I looked in the front seat. In the back seat. Under all the seats. In the trunk. In the bags Matthew and Melissa had (of course they weren't done yet). I couldn't find it. I looked in the neighbor's yard and down the street. It hadn't been blown there either.
Finally I resigned myself to finding online copies of the forms that I'd gathered and printing out duplicates. I walked into the house through the garage, cursing under my breath... and there were the pages, crumpled, in the garage. Blown there after Isaac threw them out as uninteresting, I suppose.
That's life with Isaac. Casual destruction and a willful disregard for instructions that don't happen to align with his own priorities.

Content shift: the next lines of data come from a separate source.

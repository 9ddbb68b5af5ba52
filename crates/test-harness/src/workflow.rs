//! WeldBench: a fluent API for scripting weld scenarios in tests.
//!
//! A bench holds a recipe of named parts. Every engine call runs against a
//! freshly regenerated `MockKernel`, the way a host regenerates the model
//! before weld features are re-evaluated. All methods accept names instead
//! of ids for readability.

use std::collections::HashMap;

use uuid::Uuid;
use weld_engine::{BodyProperties, EngineError, FeatureResult, WeldCounter, WeldEngine};
use weld_format::{load_document, save_document, DocumentMetadata};
use weld_geom::{Point2d, Vec3, WeldFrame};
use weld_kernel::{KernelId, KernelIntrospect, KernelOp, KernelSolidHandle, MockKernel};
use weld_types::WeldConfig;

use crate::helpers::*;

#[derive(Debug, Clone)]
enum Part {
    Plate {
        min: [f64; 3],
        max: [f64; 3],
    },
    Cylinder {
        base: [f64; 3],
        axis: [f64; 3],
        radius: f64,
        height: f64,
    },
    TurnedPlate {
        corner: [f64; 3],
        size: [f64; 2],
        thickness: f64,
        angle: f64,
    },
}

/// A fluent builder for weld scenarios.
pub struct WeldBench {
    pub engine: WeldEngine,
    parts: Vec<(String, Part)>,
    kernel: MockKernel,
    named_features: HashMap<String, Uuid>,
    rejected: Vec<KernelOp>,
    auto_check: bool,
}

impl WeldBench {
    /// Create an empty bench.
    pub fn new() -> Self {
        init_tracing();
        Self {
            engine: WeldEngine::new(),
            parts: Vec::new(),
            kernel: MockKernel::new(),
            named_features: HashMap::new(),
            rejected: Vec::new(),
            auto_check: false,
        }
    }

    /// Enable auto-checking: after every operation, verify no engine errors.
    pub fn with_auto_check(mut self) -> Self {
        self.auto_check = true;
        self
    }

    // ── Scene ───────────────────────────────────────────────────────────

    /// Add an axis-aligned plate.
    pub fn plate(&mut self, name: &str, min: [f64; 3], max: [f64; 3]) -> Result<&mut Self, HarnessError> {
        self.add_part(name, Part::Plate { min, max })
    }

    /// Add a cylinder standing on `base` along `axis`.
    pub fn cylinder(
        &mut self,
        name: &str,
        base: [f64; 3],
        axis: [f64; 3],
        radius: f64,
        height: f64,
    ) -> Result<&mut Self, HarnessError> {
        self.add_part(
            name,
            Part::Cylinder {
                base,
                axis,
                radius,
                height,
            },
        )
    }

    /// Add a plate lying on z = `corner.z`, turned by `angle` (radians)
    /// about the vertical through `corner`.
    pub fn turned_plate(
        &mut self,
        name: &str,
        corner: [f64; 3],
        size: [f64; 2],
        thickness: f64,
        angle: f64,
    ) -> Result<&mut Self, HarnessError> {
        self.add_part(
            name,
            Part::TurnedPlate {
                corner,
                size,
                thickness,
                angle,
            },
        )
    }

    /// Make every regenerated session reject `kind`.
    pub fn reject(&mut self, kind: KernelOp) -> &mut Self {
        self.rejected.push(kind);
        self
    }

    fn add_part(&mut self, name: &str, part: Part) -> Result<&mut Self, HarnessError> {
        if self.parts.iter().any(|(n, _)| n == name) {
            return Err(HarnessError::DuplicateName { name: name.into() });
        }
        self.parts.push((name.to_string(), part));
        self.kernel = self.regenerate()?;
        Ok(self)
    }

    /// Build the pre-weld model from the part recipe.
    pub fn regenerate(&self) -> Result<MockKernel, HarnessError> {
        let mut kernel = MockKernel::new();
        for (_, part) in &self.parts {
            let added = match part {
                Part::Plate { min, max } => kernel.add_box(point(*min), point(*max)),
                Part::Cylinder {
                    base,
                    axis,
                    radius,
                    height,
                } => kernel.add_cylinder(
                    point(*base),
                    Vec3::new(axis[0], axis[1], axis[2]),
                    *radius,
                    *height,
                ),
                Part::TurnedPlate {
                    corner,
                    size,
                    thickness,
                    angle,
                } => {
                    let (c, s) = (angle.cos(), angle.sin());
                    let outline = [(0.0, 0.0), (size[0], 0.0), (size[0], size[1]), (0.0, size[1])]
                        .map(|(x, y)| Point2d::new(x * c - y * s, x * s + y * c));
                    let frame = WeldFrame::new(point(*corner), Vec3::Z, Vec3::X)
                        .map_err(|e| HarnessError::Kernel(e.to_string()))?;
                    kernel.add_prism(frame, &outline, *thickness)
                }
            };
            added.map_err(|e| HarnessError::Kernel(e.to_string()))?;
        }
        for kind in &self.rejected {
            kernel.reject(*kind);
        }
        Ok(kernel)
    }

    /// Handle of a part in a freshly regenerated session.
    fn part_handle(&self, kernel: &MockKernel, name: &str) -> Result<KernelSolidHandle, HarnessError> {
        let index = self
            .parts
            .iter()
            .position(|(n, _)| n == name)
            .ok_or_else(|| HarnessError::PartNotFound { name: name.into() })?;
        kernel
            .solids()
            .get(index)
            .copied()
            .ok_or_else(|| HarnessError::PartNotFound { name: name.into() })
    }

    // ── Topology lookup ─────────────────────────────────────────────────

    /// Planar face of a part facing `side`.
    pub fn face(&self, part: &str, side: Side) -> Result<KernelId, HarnessError> {
        let kernel = self.regenerate()?;
        let body = self.part_handle(&kernel, part)?;
        kernel
            .face_on(body, side.normal())
            .ok_or_else(|| HarnessError::TopologyNotFound {
                part: part.into(),
                what: format!("{side:?} face"),
            })
    }

    /// The curved face of a cylinder part.
    pub fn curved_face(&self, part: &str) -> Result<KernelId, HarnessError> {
        let kernel = self.regenerate()?;
        let body = self.part_handle(&kernel, part)?;
        kernel
            .curved_faces(body)
            .first()
            .copied()
            .ok_or_else(|| HarnessError::TopologyNotFound {
                part: part.into(),
                what: "curved face".into(),
            })
    }

    /// Edge shared by the `a` and `b` faces of a part.
    pub fn edge(&self, part: &str, a: Side, b: Side) -> Result<KernelId, HarnessError> {
        let fa = self.face(part, a)?;
        let fb = self.face(part, b)?;
        self.regenerate()?
            .edge_between(fa, fb)
            .ok_or_else(|| HarnessError::TopologyNotFound {
                part: part.into(),
                what: format!("{a:?}/{b:?} edge"),
            })
    }

    // ── Weld features ───────────────────────────────────────────────────

    /// Add a weld feature and rebuild.
    pub fn weld(&mut self, name: &str, config: WeldConfig) -> Result<Uuid, HarnessError> {
        self.check_name_available(name)?;
        let mut kernel = self.regenerate()?;
        let id = self
            .engine
            .add_feature(Some(name.to_string()), config, &mut kernel);
        self.named_features.insert(name.to_string(), id);
        self.finish(kernel)?;
        Ok(id)
    }

    /// Replace a feature's configuration and rebuild.
    pub fn edit(&mut self, name: &str, config: WeldConfig) -> Result<(), HarnessError> {
        let id = self.feature_id(name)?;
        let mut kernel = self.regenerate()?;
        self.engine
            .edit_feature(id, config, &mut kernel)
            .map_err(engine_error)?;
        self.finish(kernel)
    }

    pub fn suppress(&mut self, name: &str, suppressed: bool) -> Result<(), HarnessError> {
        let id = self.feature_id(name)?;
        let mut kernel = self.regenerate()?;
        self.engine
            .set_suppressed(id, suppressed, &mut kernel)
            .map_err(engine_error)?;
        self.finish(kernel)
    }

    pub fn set_properties(&mut self, name: &str, properties: BodyProperties) -> Result<(), HarnessError> {
        let id = self.feature_id(name)?;
        let mut kernel = self.regenerate()?;
        self.engine
            .set_properties(id, properties, &mut kernel)
            .map_err(engine_error)?;
        self.finish(kernel)
    }

    pub fn remove(&mut self, name: &str) -> Result<(), HarnessError> {
        let id = self.feature_id(name)?;
        let mut kernel = self.regenerate()?;
        self.engine
            .remove_feature(id, &mut kernel)
            .map_err(engine_error)?;
        self.named_features.remove(name);
        self.finish(kernel)
    }

    /// Re-evaluate every feature against a fresh session.
    pub fn rebuild(&mut self) -> Result<(), HarnessError> {
        let mut kernel = self.regenerate()?;
        self.engine.rebuild(&mut kernel);
        self.finish(kernel)
    }

    fn finish(&mut self, kernel: MockKernel) -> Result<(), HarnessError> {
        self.kernel = kernel;
        if self.auto_check {
            self.assert_no_errors()?;
        }
        Ok(())
    }

    // ── Persistence ─────────────────────────────────────────────────────

    /// Save the weld features as a document.
    pub fn save(&self, document: &str) -> Result<String, HarnessError> {
        save_document(&self.engine.features, &DocumentMetadata::new(document))
            .map_err(|e| HarnessError::Format(e.to_string()))
    }

    /// Replace the engine with the features of a saved document and rebuild.
    /// Weld numbering starts over, as it does for a newly opened document.
    pub fn open(&mut self, json: &str) -> Result<(), HarnessError> {
        let (features, _) = load_document(json).map_err(|e| HarnessError::Format(e.to_string()))?;
        self.named_features = features
            .features
            .iter()
            .map(|f| (f.name.clone(), f.id))
            .collect();
        self.engine = WeldEngine::from_features(features);
        self.rebuild()
    }

    // ── Accessors ───────────────────────────────────────────────────────

    /// The session left by the last engine call.
    pub fn kernel(&self) -> &MockKernel {
        &self.kernel
    }

    pub fn feature_id(&self, name: &str) -> Result<Uuid, HarnessError> {
        self.named_features
            .get(name)
            .copied()
            .ok_or_else(|| HarnessError::FeatureNotFound { name: name.into() })
    }

    pub fn result(&self, name: &str) -> Result<&FeatureResult, HarnessError> {
        let id = self.feature_id(name)?;
        self.engine
            .get_result(id)
            .ok_or_else(|| HarnessError::NoResult { name: name.into() })
    }

    pub fn error(&self, name: &str) -> Result<Option<&EngineError>, HarnessError> {
        Ok(self.engine.get_error(self.feature_id(name)?))
    }

    /// Body names a feature produced, in body order.
    pub fn body_names(&self, name: &str) -> Result<Vec<String>, HarnessError> {
        Ok(self.result(name)?.names.clone())
    }

    /// Last weld number handed out in this session.
    pub fn weld_counter(&self) -> u64 {
        WeldCounter.get(&self.engine.counters)
    }

    pub fn feature_name(&self, id: Uuid) -> Option<&str> {
        self.named_features
            .iter()
            .find(|(_, v)| **v == id)
            .map(|(k, _)| k.as_str())
    }

    fn check_name_available(&self, name: &str) -> Result<(), HarnessError> {
        if self.named_features.contains_key(name) {
            return Err(HarnessError::DuplicateName { name: name.into() });
        }
        Ok(())
    }
}

impl Default for WeldBench {
    fn default() -> Self {
        Self::new()
    }
}

fn engine_error(e: EngineError) -> HarnessError {
    HarnessError::Engine(e.to_string())
}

One more example. Tonight we're in a two-room suite in Bellvue, near my sister Telitha--who, I should add, would find a way to fit us in her house if we asked, but with three kids of her own and under 900 sq ft, it would be more than a tight fit.
So we put the three older kids to bed in one room, and Corinna down in the other. Matthew, Melissa, and Isaac were not quiet, but they stayed in their room and that was good enough to start.
Then there was a clunk, and Matthew came out. Sometimes I think he enjoys being the bearer of ill tidings. Or maybe he just likes seeing Isaac get in trouble. "Mom," he announced, "Isaac broke something."
"Fine. Go back to bed; we'll have a look in the morning," was my reaction. But Rachel went to see what it was.
"Damn it, Isaac!" I heard her say. That got my attention. Rachel never says anything stronger than "darn." I went to see, too: Isaac had climbed on the heating vent, vigorously enough to tear it from the wall. Not a welcome sight at all, when you just want to get the kids the hell to bed so you can have some peace before turning in yourself.
This reminded me of my dad. Not the damage, but the frustration. Like Rachel, my father is a man with a very civil tongue. In all my years growing up, I heard him say "damn" exactly twice: once when he slipped while hammering a nail and struck his thumb full force, and once when my brother David pushed his patience past the breaking point.
Sorry, Dad. Ellis kids are tough customers.